**PROBLEM DETAILS:** Starting with the first line and ending with the line that holds "pub struct NativeClass", repeat the material exactly.

+-------+

//! In-process foreign runtime.
//!
//! [`NativeHeap`] simulates the native side of a dual-model host. It supports:
//!
//! - **Classes** - a class table with parent links and injected flags
//! - **Objects** - class instances, strings and boxed values
//! - **Type bindings** - which host-side type is backed by which native class
//! - **Reverse pointer table** - host owners of injected-class instances
//!
//! # Object References
//!
//! Objects are referenced via [`NativePtr`]s handed out by an atomic counter. Pointers
//! stay valid for the lifetime of the heap; no collection is simulated.

use std::sync::atomic::{AtomicU64, Ordering};

use dashmap::DashMap;

use crate::{
    metadata::typesystem::TypeRecord,
    runtime::{ClassHandle, ForeignRuntime, NativePtr},
    value::{ObjectRef, Value},
    Error, Result,
};

/// Entry of the native class table.
#[derive(Clone, Debug)]
pub struct NativeClass {
    /// Full name as the runtime reports it
    pub name: String,
    /// Parent class
    pub parent: Option<ClassHandle>,
    /// Registered by the bridge
    pub injected: bool,
}

#[derive(Clone, Debug)]
enum NativeObject {
    Instance(ClassHandle),
    String(ClassHandle, String),
    Boxed(ClassHandle, Value),
}

impl NativeObject {
    fn class(&self) -> ClassHandle {
        match self {
            NativeObject::Instance(class)
            | NativeObject::String(class, _)
            | NativeObject::Boxed(class, _) => *class,
        }
    }
}

/// `ToString` of a boxed value: no literal suffixes, no quotes
fn display_boxed(value: &Value) -> String {
    match value {
        Value::Enum { ty, value } => ty.enum_name(*value).unwrap_or_else(|| value.to_string()),
        Value::String(text) => text.to_string(),
        Value::Bool(true) => "True".to_string(),
        Value::Bool(false) => "False".to_string(),
        Value::Char(c) => c.to_string(),
        Value::F32(v) => v.to_string(),
        Value::I64(v) => v.to_string(),
        Value::U32(v) => v.to_string(),
        Value::U64(v) => v.to_string(),
        Value::NativeInt(v) => v.to_string(),
        Value::NativeUInt(v) => v.to_string(),
        other => other.to_string(),
    }
}

/// Simulated native object model.
pub struct NativeHeap {
    classes: DashMap<ClassHandle, NativeClass>,
    class_by_type: DashMap<String, ClassHandle>,
    objects: DashMap<NativePtr, NativeObject>,
    owners: DashMap<NativePtr, ObjectRef>,
    next_class: AtomicU64,
    next_pointer: AtomicU64,
    object_class: ClassHandle,
    string_class: ClassHandle,
}

impl Default for NativeHeap {
    fn default() -> Self {
        Self::new()
    }
}

impl NativeHeap {
    /// Create a heap with `System.Object` and `System.String` registered.
    #[must_use]
    pub fn new() -> Self {
        let mut heap = NativeHeap {
            classes: DashMap::new(),
            class_by_type: DashMap::new(),
            objects: DashMap::new(),
            owners: DashMap::new(),
            next_class: AtomicU64::new(1),
            next_pointer: AtomicU64::new(0x1000),
            object_class: ClassHandle(0),
            string_class: ClassHandle(0),
        };
        heap.object_class = heap.register_class("System.Object", None);
        heap.string_class = heap.register_class("System.String", Some(heap.object_class));
        heap
    }

    fn add_class(&self, name: &str, parent: Option<ClassHandle>, injected: bool) -> ClassHandle {
        let handle = ClassHandle(self.next_class.fetch_add(1, Ordering::Relaxed));
        self.classes.insert(
            handle,
            NativeClass {
                name: name.to_string(),
                parent,
                injected,
            },
        );
        handle
    }

    /// Register a native class
    pub fn register_class(&self, name: &str, parent: Option<ClassHandle>) -> ClassHandle {
        self.add_class(name, parent, false)
    }

    /// Register a class injected by the bridge
    pub fn register_injected_class(&self, name: &str, parent: Option<ClassHandle>) -> ClassHandle {
        self.add_class(name, parent, true)
    }

    /// The `System.Object` class
    pub fn object_class(&self) -> ClassHandle {
        self.object_class
    }

    /// The `System.String` class
    pub fn string_class(&self) -> ClassHandle {
        self.string_class
    }

    /// Declare that host type `host_fullname` is backed by `class`
    pub fn bind_type(&self, host_fullname: &str, class: ClassHandle) {
        self.class_by_type.insert(host_fullname.to_string(), class);
    }

    /// Class table entry
    pub fn class(&self, class: ClassHandle) -> Option<NativeClass> {
        self.classes.get(&class).map(|entry| entry.value().clone())
    }

    fn next_pointer(&self) -> NativePtr {
        NativePtr::new(self.next_pointer.fetch_add(0x10, Ordering::Relaxed))
    }

    /// Allocate an instance of `class`
    ///
    /// # Errors
    /// Returns [`Error::ClassNotFound`] for unknown classes.
    pub fn alloc(&self, class: ClassHandle) -> Result<NativePtr> {
        if !self.classes.contains_key(&class) {
            return Err(Error::ClassNotFound(format!("class handle {}", class.0)));
        }
        let pointer = self.next_pointer();
        self.objects.insert(pointer, NativeObject::Instance(class));
        Ok(pointer)
    }

    /// Record the host-side owner of an injected-class instance
    pub fn set_owner(&self, pointer: NativePtr, owner: ObjectRef) {
        self.owners.insert(pointer, owner);
    }

    /// Number of live native objects
    pub fn object_count(&self) -> usize {
        self.objects.len()
    }

    fn object(&self, pointer: NativePtr) -> Result<NativeObject> {
        self.objects
            .get(&pointer)
            .map(|entry| entry.value().clone())
            .ok_or(Error::InvalidPointer(pointer.address()))
    }
}

impl ForeignRuntime for NativeHeap {
    fn class_for_type(&self, ty: &TypeRecord) -> Option<ClassHandle> {
        self.class_by_type
            .get(ty.fullname_str())
            .map(|entry| *entry.value())
    }

    fn class_of(&self, pointer: NativePtr) -> Result<ClassHandle> {
        Ok(self.object(pointer)?.class())
    }

    fn class_name(&self, class: ClassHandle) -> Result<String> {
        self.classes
            .get(&class)
            .map(|entry| entry.name.clone())
            .ok_or_else(|| Error::ClassNotFound(format!("class handle {}", class.0)))
    }

    fn is_assignable_from(&self, target: ClassHandle, source: ClassHandle) -> bool {
        let mut current = Some(source);
        while let Some(class) = current {
            if class == target {
                return true;
            }
            current = self.classes.get(&class).and_then(|entry| entry.parent);
        }
        false
    }

    fn is_injected(&self, class: ClassHandle) -> bool {
        self.classes
            .get(&class)
            .is_some_and(|entry| entry.injected)
    }

    fn injected_owner(&self, pointer: NativePtr) -> Option<ObjectRef> {
        self.owners.get(&pointer).map(|entry| entry.value().clone())
    }

    fn new_string(&self, value: &str) -> Result<NativePtr> {
        let pointer = self.next_pointer();
        self.objects.insert(
            pointer,
            NativeObject::String(self.string_class, value.to_string()),
        );
        Ok(pointer)
    }

    fn read_string(&self, pointer: NativePtr) -> Result<String> {
        match self.object(pointer)? {
            NativeObject::String(_, value) => Ok(value),
            _ => Err(Error::ForeignCall(format!("{pointer} is not a string"))),
        }
    }

    fn box_value(&self, class: ClassHandle, value: &Value) -> Result<NativePtr> {
        if !self.classes.contains_key(&class) {
            return Err(Error::ClassNotFound(format!("class handle {}", class.0)));
        }
        if matches!(value, Value::Null | Value::Object(_)) {
            return Err(Error::ForeignCall(format!(
                "cannot box a {} value",
                value.kind_name()
            )));
        }
        let pointer = self.next_pointer();
        self.objects
            .insert(pointer, NativeObject::Boxed(class, value.clone()));
        Ok(pointer)
    }

    fn unbox_value(&self, pointer: NativePtr) -> Result<Value> {
        match self.object(pointer)? {
            NativeObject::Boxed(_, value) => Ok(value),
            _ => Err(Error::ForeignCall(format!("{pointer} is not a boxed value"))),
        }
    }

    fn to_display_string(&self, pointer: NativePtr) -> Result<String> {
        Ok(match self.object(pointer)? {
            NativeObject::String(_, value) => value,
            NativeObject::Boxed(_, value) => display_boxed(&value),
            NativeObject::Instance(class) => self.class_name(class)?,
        })
    }
}

#[cfg(test)]
mod tests {
    use super::*;

    #[test]
    fn test_class_hierarchy() {
        let heap = NativeHeap::new();
        let component = heap.register_class("UnityEngine.Component", Some(heap.object_class()));
        let behaviour = heap.register_class("UnityEngine.Behaviour", Some(component));
        let unrelated = heap.register_class("A.Other", Some(heap.object_class()));

        assert!(heap.is_assignable_from(component, behaviour));
        assert!(heap.is_assignable_from(heap.object_class(), behaviour));
        assert!(!heap.is_assignable_from(behaviour, component));
        assert!(!heap.is_assignable_from(unrelated, behaviour));
    }

    #[test]
    fn test_strings_and_boxes() {
        let heap = NativeHeap::new();
        let text = heap.new_string("hello").unwrap();
        assert_eq!(heap.read_string(text).unwrap(), "hello");
        assert_eq!(heap.class_of(text).unwrap(), heap.string_class());

        let int_class = heap.register_class("System.Int32", None);
        let boxed = heap.box_value(int_class, &Value::I32(9)).unwrap();
        assert_eq!(heap.unbox_value(boxed).unwrap(), Value::I32(9));
        assert_eq!(heap.to_display_string(boxed).unwrap(), "9");
        let long_class = heap.register_class("System.Int64", None);
        let long = heap.box_value(long_class, &Value::I64(-3)).unwrap();
        assert_eq!(heap.to_display_string(long).unwrap(), "-3");
        assert!(heap.unbox_value(text).is_err());
        assert!(heap.box_value(int_class, &Value::Null).is_err());
    }

    #[test]
    fn test_invalid_pointer() {
        let heap = NativeHeap::new();
        assert!(matches!(
            heap.class_of(NativePtr::new(0xdead)),
            Err(Error::InvalidPointer(0xdead))
        ));
    }

    #[test]
    fn test_injected_classes() {
        let heap = NativeHeap::new();
        let injected = heap.register_injected_class("MyMod.Marker", Some(heap.object_class()));
        assert!(heap.is_injected(injected));
        assert!(!heap.is_injected(heap.object_class()));

        let pointer = heap.alloc(injected).unwrap();
        assert!(heap.injected_owner(pointer).is_none());
    }
}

+-------+

**WRITTEN SOLUTION:**
//! In-process foreign runtime.
//!
//! [`NativeHeap`] simulates the native side of a dual-model host. It supports:
//!
//! - **Classes** - a class table with parent links and injected flags
//! - **Objects** - class instances, strings and boxed values
//! - **Type bindings** - which host-side type is backed by which native class
//! - **Reverse pointer table** - host owners of injected-class instances
//!
//! # Object References
//!
//! Objects are referenced via [`NativePtr`]s handed out by an atomic counter. Pointers
//! stay valid for the lifetime of the heap; no collection is simulated.

use std::sync::atomic::{AtomicU64, Ordering};

use dashmap::DashMap;

use crate::{
    metadata::typesystem::TypeRecord,
    runtime::{ClassHandle, ForeignRuntime, NativePtr},
    value::{ObjectRef, Value},
    Error, Result,
};

/// Entry of the native class table.
#[derive(Clone, Debug)]
pub struct NativeClass {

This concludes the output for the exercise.